Flash back to a few weeks ago. We were working on another set of major projects for our clients. One project is an API for one of the applications we delivered last year. This API is accessed from a new pair of mobile applications constructed for the Android and IOS operating systems. When building APIs, I like to spend time consuming those APIs from actual application code versus merely testing them in unit-testing frameworks or API development tools like Postman. It was during this development process that my breakthrough occurred.

I'd decided that I'd take time to investigate how our API would be consumed in Swift (the language for the IOS app). I updated my version of XCODE to the latest and did what all good developers do when learning a new technology. I Googled it. I searched for content on consuming REST services using the Swift programming language. I found many interesting posts that met my needs and set forth to communicate with my API. This process was very frustrating and yet I LOVED every minute of it. It was at this point that I realized why I was in such a malaise.

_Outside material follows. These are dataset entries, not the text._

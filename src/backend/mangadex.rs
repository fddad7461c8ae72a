use async_trait::async_trait;
use image::DynamicImage;
use log::{debug, warn};
use serde::Deserialize;
use serde::de::DeserializeOwned;
use std::collections::BTreeMap;
use std::io::Cursor;

use crate::config::Config;
use crate::error::{CatalogError, FetchError};

pub const DEFAULT_API_BASE: &str = "https://api.mangadex.org";
pub const DEFAULT_UPLOADS_BASE: &str = "https://uploads.mangadex.org/covers";
pub const DEFAULT_SITE_BASE: &str = "https://mangadex.org";

#[derive(Debug, Clone, Copy, PartialEq, Eq, Deserialize)]
#[serde(rename_all = "camelCase")]
pub enum OrderField {
    Follows,
    UpdatedAt,
    CreatedAt,
    LatestUploadedChapter,
    FollowedCount,
    Relevance,
}

impl OrderField {
    fn as_param(self) -> &'static str {
        match self {
            OrderField::Follows => "follows",
            OrderField::UpdatedAt => "updatedAt",
            OrderField::CreatedAt => "createdAt",
            OrderField::LatestUploadedChapter => "latestUploadedChapter",
            OrderField::FollowedCount => "followedCount",
            OrderField::Relevance => "relevance",
        }
    }
}

#[derive(Debug, Clone, Copy, PartialEq, Eq, Deserialize, Default)]
#[serde(rename_all = "lowercase")]
pub enum OrderDirection {
    Asc,
    #[default]
    Desc,
}

impl OrderDirection {
    fn as_param(self) -> &'static str {
        match self {
            OrderDirection::Asc => "asc",
            OrderDirection::Desc => "desc",
        }
    }
}

/// Parameters for `GET /manga`. Cover art is always included.
#[derive(Debug, Clone, Default, PartialEq)]
pub struct MangaQuery {
    pub limit: u32,
    pub order: Option<(OrderField, OrderDirection)>,
    pub title: Option<String>,
    pub status: Vec<String>,
}

impl MangaQuery {
    pub fn ordered(limit: u32, field: OrderField, direction: OrderDirection) -> Self {
        Self {
            limit,
            order: Some((field, direction)),
            ..Self::default()
        }
    }

    pub fn search(title: &str, limit: u32) -> Self {
        Self {
            limit,
            title: Some(title.to_string()),
            ..Self::default()
        }
    }

    pub fn to_query_string(&self) -> String {
        let mut params = vec![format!("limit={}", self.limit)];
        if let Some((field, direction)) = self.order {
            params.push(format!(
                "order[{}]={}",
                field.as_param(),
                direction.as_param()
            ));
        }
        if let Some(title) = &self.title {
            params.push(format!("title={}", urlencoding::encode(title)));
        }
        for status in &self.status {
            params.push(format!("status[]={}", urlencoding::encode(status)));
        }
        params.push("includes[]=cover_art".to_string());
        params.join("&")
    }
}

#[derive(Debug, Clone, PartialEq)]
pub struct MangaSummary {
    pub id: String,
    pub titles: BTreeMap<String, String>,
    pub description: BTreeMap<String, String>,
    pub status: Option<String>,
    pub tags: Vec<String>,
    pub demographic: Option<String>,
    pub cover_file_name: Option<String>,
}

impl MangaSummary {
    pub fn display_title(&self) -> String {
        pick_localized(&self.titles)
            .cloned()
            .unwrap_or_else(|| "Untitled".to_string())
    }

    pub fn display_description(&self) -> String {
        pick_localized(&self.description).cloned().unwrap_or_default()
    }

    pub fn cover_url(&self, uploads_base: &str) -> Option<String> {
        self.cover_file_name
            .as_ref()
            .map(|file| format!("{}/{}/{}", uploads_base, self.id, file))
    }

    pub fn status_label(&self) -> &str {
        self.status.as_deref().unwrap_or("")
    }

    pub fn demographic_label(&self) -> String {
        self.demographic
            .as_deref()
            .unwrap_or("manga")
            .to_uppercase()
    }

    /// Hero metadata: demographic, then the first three tags (or the status).
    pub fn meta_line(&self) -> String {
        let demographic = self.demographic.as_deref().unwrap_or("").to_uppercase();
        let tags = self
            .tags
            .iter()
            .take(3)
            .cloned()
            .collect::<Vec<_>>()
            .join(", ");
        let detail = if !tags.is_empty() {
            tags
        } else {
            self.status.clone().unwrap_or_else(|| "—".to_string())
        };
        format!("{} • {}", demographic, detail)
    }
}

#[derive(Debug, Clone, PartialEq)]
pub struct ChapterRef {
    pub id: String,
    pub chapter: Option<String>,
    pub title: Option<String>,
    pub language: String,
    pub volume: Option<String>,
    pub pages: Option<usize>,
}

impl ChapterRef {
    pub fn label(&self) -> String {
        let title = self.title.as_deref().filter(|t| !t.is_empty());
        match (&self.chapter, title) {
            (Some(number), Some(title)) => format!("Ch. {} - {}", number, title),
            (Some(number), None) => format!("Ch. {}", number),
            (None, Some(title)) => title.to_string(),
            (None, None) => "Oneshot".to_string(),
        }
    }
}

#[derive(Debug, Clone, Copy, PartialEq, Eq, Default)]
pub enum PageQuality {
    #[default]
    Data,
    DataSaver,
}

#[derive(Debug, Clone, PartialEq)]
pub struct PageServerInfo {
    pub base_url: String,
    pub hash: String,
    pub data: Vec<String>,
    pub data_saver: Vec<String>,
}

impl PageServerInfo {
    /// Ordered page URLs for the requested quality, falling back to the
    /// other file list when the preferred one is empty.
    pub fn page_urls(&self, quality: PageQuality) -> Vec<String> {
        let use_saver = match quality {
            PageQuality::Data => self.data.is_empty() && !self.data_saver.is_empty(),
            PageQuality::DataSaver => !self.data_saver.is_empty() || self.data.is_empty(),
        };
        if use_saver {
            build_urls(&self.base_url, "data-saver", &self.hash, &self.data_saver)
        } else {
            build_page_urls(&self.base_url, &self.hash, &self.data)
        }
    }
}

pub fn build_page_urls(base_url: &str, hash: &str, files: &[String]) -> Vec<String> {
    build_urls(base_url, "data", hash, files)
}

fn build_urls(base_url: &str, segment: &str, hash: &str, files: &[String]) -> Vec<String> {
    files
        .iter()
        .map(|file| format!("{}/{}/{}/{}", base_url, segment, hash, file))
        .collect()
}

fn pick_localized(map: &BTreeMap<String, String>) -> Option<&String> {
    map.get("en").or_else(|| map.values().next())
}

/// The API sends an empty localized string as `[]` instead of `{}`.
#[derive(Debug, Deserialize)]
#[serde(untagged)]
enum Localized {
    Map(BTreeMap<String, String>),
    List(serde::de::IgnoredAny),
}

impl Default for Localized {
    fn default() -> Self {
        Localized::Map(BTreeMap::new())
    }
}

impl Localized {
    fn into_map(self) -> BTreeMap<String, String> {
        match self {
            Localized::Map(map) => map,
            Localized::List(_) => BTreeMap::new(),
        }
    }
}

#[derive(Debug, Deserialize)]
struct MangaResponse {
    #[serde(default)]
    data: Vec<MangaData>,
}

#[derive(Debug, Deserialize)]
struct MangaData {
    id: String,
    attributes: MangaAttributes,
    #[serde(default)]
    relationships: Vec<Relationship>,
}

#[derive(Debug, Deserialize)]
struct MangaAttributes {
    #[serde(default)]
    title: Localized,
    #[serde(default)]
    description: Option<Localized>,
    status: Option<String>,
    #[serde(default)]
    tags: Vec<TagData>,
    #[serde(rename = "publicationDemographic")]
    publication_demographic: Option<String>,
}

#[derive(Debug, Deserialize)]
struct TagData {
    attributes: TagAttributes,
}

#[derive(Debug, Deserialize)]
struct TagAttributes {
    #[serde(default)]
    name: Localized,
}

#[derive(Debug, Deserialize)]
struct Relationship {
    #[serde(rename = "type")]
    rel_type: String,
    attributes: Option<RelationshipAttributes>,
}

#[derive(Debug, Deserialize)]
struct RelationshipAttributes {
    #[serde(rename = "fileName")]
    file_name: Option<String>,
}

#[derive(Debug, Deserialize)]
struct ChapterResponse {
    #[serde(default)]
    data: Vec<ChapterData>,
}

#[derive(Debug, Deserialize)]
struct ChapterData {
    id: String,
    attributes: ChapterAttributes,
}

#[derive(Debug, Deserialize)]
struct ChapterAttributes {
    chapter: Option<String>,
    title: Option<String>,
    volume: Option<String>,
    pages: Option<usize>,
    #[serde(rename = "translatedLanguage")]
    translated_language: Option<String>,
}

#[derive(Debug, Deserialize)]
struct AtHomeResponse {
    #[serde(rename = "baseUrl")]
    base_url: String,
    chapter: AtHomeChapter,
}

#[derive(Debug, Deserialize)]
struct AtHomeChapter {
    hash: String,
    #[serde(default)]
    data: Vec<String>,
    #[serde(rename = "dataSaver", default)]
    data_saver: Vec<String>,
}

fn parse_manga_list(response: MangaResponse) -> Vec<MangaSummary> {
    response
        .data
        .into_iter()
        .map(|m| {
            let cover_file_name = m
                .relationships
                .iter()
                .find(|rel| rel.rel_type == "cover_art")
                .and_then(|rel| rel.attributes.as_ref())
                .and_then(|attrs| attrs.file_name.clone());

            let tags = m
                .attributes
                .tags
                .into_iter()
                .filter_map(|tag| pick_localized(&tag.attributes.name.into_map()).cloned())
                .collect();

            MangaSummary {
                id: m.id,
                titles: m.attributes.title.into_map(),
                description: m
                    .attributes
                    .description
                    .map(Localized::into_map)
                    .unwrap_or_default(),
                status: m.attributes.status,
                tags,
                demographic: m.attributes.publication_demographic,
                cover_file_name,
            }
        })
        .collect()
}

fn parse_chapter_list(response: ChapterResponse, language: &str) -> Vec<ChapterRef> {
    response
        .data
        .into_iter()
        .map(|c| ChapterRef {
            id: c.id,
            chapter: c.attributes.chapter,
            title: c.attributes.title,
            language: c
                .attributes
                .translated_language
                .unwrap_or_else(|| language.to_string()),
            volume: c.attributes.volume,
            pages: c.attributes.pages,
        })
        .collect()
}

impl From<AtHomeResponse> for PageServerInfo {
    fn from(response: AtHomeResponse) -> Self {
        PageServerInfo {
            base_url: response.base_url,
            hash: response.chapter.hash,
            data: response.chapter.data,
            data_saver: response.chapter.data_saver,
        }
    }
}

/// Read-only view of the manga catalog used by the reader and the home screen.
#[async_trait]
pub trait Catalog: Send + Sync {
    async fn list_manga(&self, query: &MangaQuery) -> Result<Vec<MangaSummary>, CatalogError>;

    async fn fetch_chapters(&self, manga_id: &str) -> Result<Vec<ChapterRef>, CatalogError>;

    async fn resolve_page_server(&self, chapter_id: &str)
    -> Result<PageServerInfo, CatalogError>;

    /// Chapter feed with failures folded into an empty list.
    async fn get_chapters(&self, manga_id: &str) -> Vec<ChapterRef> {
        match self.fetch_chapters(manga_id).await {
            Ok(chapters) => chapters,
            Err(e) => {
                warn!("{e}; treating as no chapters");
                Vec::new()
            }
        }
    }
}

#[derive(Clone)]
pub struct MangaDex {
    client: reqwest::Client,
    api_base: String,
    site_base: String,
    language: String,
    chapter_limit: u32,
}

fn build_client() -> Result<reqwest::Client, reqwest::Error> {
    reqwest::Client::builder()
        .user_agent(concat!("MangaView-TUI/", env!("CARGO_PKG_VERSION")))
        .build()
}

impl MangaDex {
    pub fn new(config: &Config) -> Result<Self, reqwest::Error> {
        Ok(Self {
            client: build_client()?,
            api_base: config.api_base.trim_end_matches('/').to_string(),
            site_base: config.site_base.trim_end_matches('/').to_string(),
            language: config.language.clone(),
            chapter_limit: config.chapter_limit,
        })
    }

    pub fn title_url(&self, manga_id: &str) -> String {
        format!("{}/title/{}", self.site_base, manga_id)
    }

    fn manga_url(&self, query: &MangaQuery) -> String {
        format!("{}/manga?{}", self.api_base, query.to_query_string())
    }

    fn feed_url(&self, manga_id: &str) -> String {
        format!(
            "{}/manga/{}/feed?limit={}&translatedLanguage[]={}&order[chapter]=desc",
            self.api_base, manga_id, self.chapter_limit, self.language
        )
    }

    fn at_home_url(&self, chapter_id: &str) -> String {
        format!("{}/at-home/server/{}", self.api_base, chapter_id)
    }

    async fn get_json<T: DeserializeOwned>(&self, url: &str) -> Result<T, FetchError> {
        debug!("GET {url}");
        let response = self.client.get(url).send().await?;
        let status = response.status();
        if !status.is_success() {
            return Err(FetchError::Status(status));
        }
        Ok(response.json().await?)
    }

    pub async fn fetch_cover_image(&self, cover_url: &str) -> Option<DynamicImage> {
        if cover_url.is_empty() {
            return None;
        }

        // Use thumbnail size (256px) for faster loading
        let thumb_url = format!("{}.256.jpg", cover_url);
        self.fetch_image(&thumb_url).await
    }

    pub async fn fetch_page_image(&self, page_url: &str) -> Option<DynamicImage> {
        self.fetch_image(page_url).await
    }

    async fn fetch_image(&self, url: &str) -> Option<DynamicImage> {
        let response = match self.client.get(url).send().await {
            Ok(response) if response.status().is_success() => response,
            Ok(response) => {
                debug!("image {url} responded with {}", response.status());
                return None;
            }
            Err(e) => {
                debug!("image {url} failed: {e}");
                return None;
            }
        };
        let bytes = response.bytes().await.ok()?;

        image::ImageReader::new(Cursor::new(bytes))
            .with_guessed_format()
            .ok()?
            .decode()
            .ok()
    }
}

#[async_trait]
impl Catalog for MangaDex {
    async fn list_manga(&self, query: &MangaQuery) -> Result<Vec<MangaSummary>, CatalogError> {
        let response: MangaResponse = self
            .get_json(&self.manga_url(query))
            .await
            .map_err(CatalogError::CatalogUnavailable)?;
        Ok(parse_manga_list(response))
    }

    async fn fetch_chapters(&self, manga_id: &str) -> Result<Vec<ChapterRef>, CatalogError> {
        let response: ChapterResponse = self
            .get_json(&self.feed_url(manga_id))
            .await
            .map_err(|source| CatalogError::ChapterFetchFailed {
                manga_id: manga_id.to_string(),
                source,
            })?;
        Ok(parse_chapter_list(response, &self.language))
    }

    async fn resolve_page_server(
        &self,
        chapter_id: &str,
    ) -> Result<PageServerInfo, CatalogError> {
        let response: AtHomeResponse = self
            .get_json(&self.at_home_url(chapter_id))
            .await
            .map_err(|source| CatalogError::PageServerUnavailable {
                chapter_id: chapter_id.to_string(),
                source,
            })?;
        Ok(response.into())
    }
}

I hadn't had spent time doing what I really LOVE and the one thing that's essential to my career: learning new things. The opportunity to learn new things is what gets me out of bed in the morning and is probably the most fulfilling aspect of my job. It's funny how a frustrating development session can turn into something so rewarding.

Many years ago, I wrote an editorial about “Sharpening Your Ax.” In that editorial, I talked about taking time away from working to refresh the batteries. Sometimes refreshing the batteries doesn't mean taking time away from work but adding new tools/ideas to your knowledge set.

This issue of CODE Magazine has some new directions from some of our more seasoned authors. Paul Sheriff writes about HTML grids instead of Angular, Sahil Malik writes about BOTS instead of SharePoint, and Wei-Meng Lee writes about the R programming language. Each of these authors either consciously or sub-consciously decided to extend their writing in new directions. What a great way to prevent fatigue and malaise.

I ran an early version of this editorial by my rock-star editor Melanie to see what she thought, and she pointed out that some people use the arts as a way to get out of a slump. This was a big DUH moment for me. Figure 1 shows two recent purchases I made just before I made my breakthrough. It looks like I already had the potential solution to my problem but didn't even know it. To further expound on what Melanie said: This is part of the process of life-long learning. I love that concept. We as developers have chosen a path that requires us to be life-long learners and part of this process is learning new things. That's pretty Zen if you ask me.

Figure 1:       Slump enders
Figure 1: Slump enders

You might be asking yourself at this point if my malaise/crisis returned. The answer is no. After recognizing the source of the malaise, I continued to challenge myself with new tools. I spent time doing nerdy stuff like manipulating SOAP headers with a SoapExtension class, did a little more work learning Swift, and looked into Python as another programming tool to add to my repertoire.